In mass%, Si: 0.8-7%, C: 0.085% or less, acid-soluble Al: 0.01-0.065%, N: 0.0075% or less, Mn: 0.02-0. 20%, Seq. = S + 0.406 × Se: 0.003% to 0.05% of silicon steel slab composed of the balance Fe and inevitable impurities, so that all the temperatures T1 to T3 represented by the following formulas are 1350 ° C. or less. The content of the inhibitor component is adjusted and heated at a temperature of T1 to T3 (° C.) or higher and 1350 ° C. or lower, and then hot-rolled, and the obtained hot-rolled sheet is annealed and cooled once. The steel sheet of the final thickness is obtained by performing cold rolling or multiple cold rolling processes through annealing, and after decarburizing and annealing the steel sheet, it is applied with an annealing separator, subjected to finish annealing, and finished from decarburizing annealing. In the method for producing a unidirectional electrical steel sheet, which includes a treatment for increasing the amount of nitrogen in the steel sheet before the start of secondary recrystallization of annealing, the end temperature at the time of finish rolling in hot rolling is set to 950 ° C. or less. And cool down within 2 seconds after rolling. When rapid cooling at a rate of 10 ° C./sec or more is started, the coil is wound at a coiling temperature of 700 ° C. or less, and subsequently subjected to hot-rolled sheet annealing, the temperature increase rate between 800 to 1000 ° C. is increased to 5 ° C. / The manufacturing method of the low iron loss unidirectional electrical steel sheet characterized by setting it as sec or more.

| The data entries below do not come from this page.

// src/metrics.rs
//! Counter names and one-time descriptions. No exporter is installed here;
//! a host process that installs a `metrics` recorder will see them.

use metrics::{describe_counter, describe_gauge};
use once_cell::sync::OnceCell;

pub const CACHE_HITS: &str = "cache_hits_total";
pub const CACHE_MISSES: &str = "cache_misses_total";
pub const CACHE_WRITE_ERRORS: &str = "cache_write_errors_total";
pub const TOOL_CALLS: &str = "tool_calls_total";
pub const FETCH_RETRIES: &str = "fetch_retries_total";
pub const AGENT_LAST_RUN_TS: &str = "agent_last_run_ts";

/// One-time metrics registration.
pub fn ensure_described() {
    static ONCE: OnceCell<()> = OnceCell::new();
    ONCE.get_or_init(|| {
        describe_counter!(CACHE_HITS, "Cache reads that returned a fresh entry.");
        describe_counter!(
            CACHE_MISSES,
            "Cache reads that found nothing usable (absent, expired, corrupt)."
        );
        describe_counter!(
            CACHE_WRITE_ERRORS,
            "Cache writes dropped due to serialization or I/O errors."
        );
        describe_counter!(TOOL_CALLS, "Tool registry invocations.");
        describe_counter!(FETCH_RETRIES, "Fetch attempts retried after a failure.");
        describe_gauge!(AGENT_LAST_RUN_TS, "Unix ts when the agent last finished a run.");
    });
}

T1 = 10062 / (2.72−log ([Al] × [N])) − 273
T2 = 14855 / (6.82-log ([Mn] × [S]))-273
T3 = 10733 / (4.08-log ([Mn] × [Se]))- 273
In here, [Al], [N] , [Mn], [S], and [Se] are respectively the content of acid-soluble Al, N, Mn, S, and Se (wt%).   2. The method for producing a low iron loss unidirectional electrical steel sheet according to claim 1, wherein a cumulative rolling reduction during finish rolling in the hot rolling is 93% or more.   The method for producing a low iron loss unidirectional electrical steel sheet according to claim 1 or 2, wherein the cumulative reduction ratio of the final three passes during finish rolling in the hot rolling is 40% or more. The silicon steel slab further contains Cu: 0.01 to 0.30% by mass% , and all of the temperatures T1 to T3 represented by the above formula and the temperature T4 represented by the following formula are used. The content of the inhibitor component is adjusted so that the temperature is 1350 ° C. or lower, and heating is performed at a temperature of T1 to T4 (° C.) or higher and 1350 ° C. or lower. The manufacturing method of the low iron loss unidirectional electrical steel sheet as described in claim | item.
T4 = 43091 / (25.09-log ([Cu] * [Cu] * [S]))-273
Here, [Cu] and [S] are the contents (mass%) of Cu and S, respectively.   The silicon steel slab further includes, in mass%, Cr: 0.3% or less, P: 0.5% or less, Sn: 0.3% or less, Sb: 0.3% or less, Ni: 1% or less, And Bi: 0.01% or less of 1 type or 2 types or more are contained, The manufacturing method of the low iron loss unidirectional electrical steel sheet of any one of Claims 1-4 characterized by the above-mentioned.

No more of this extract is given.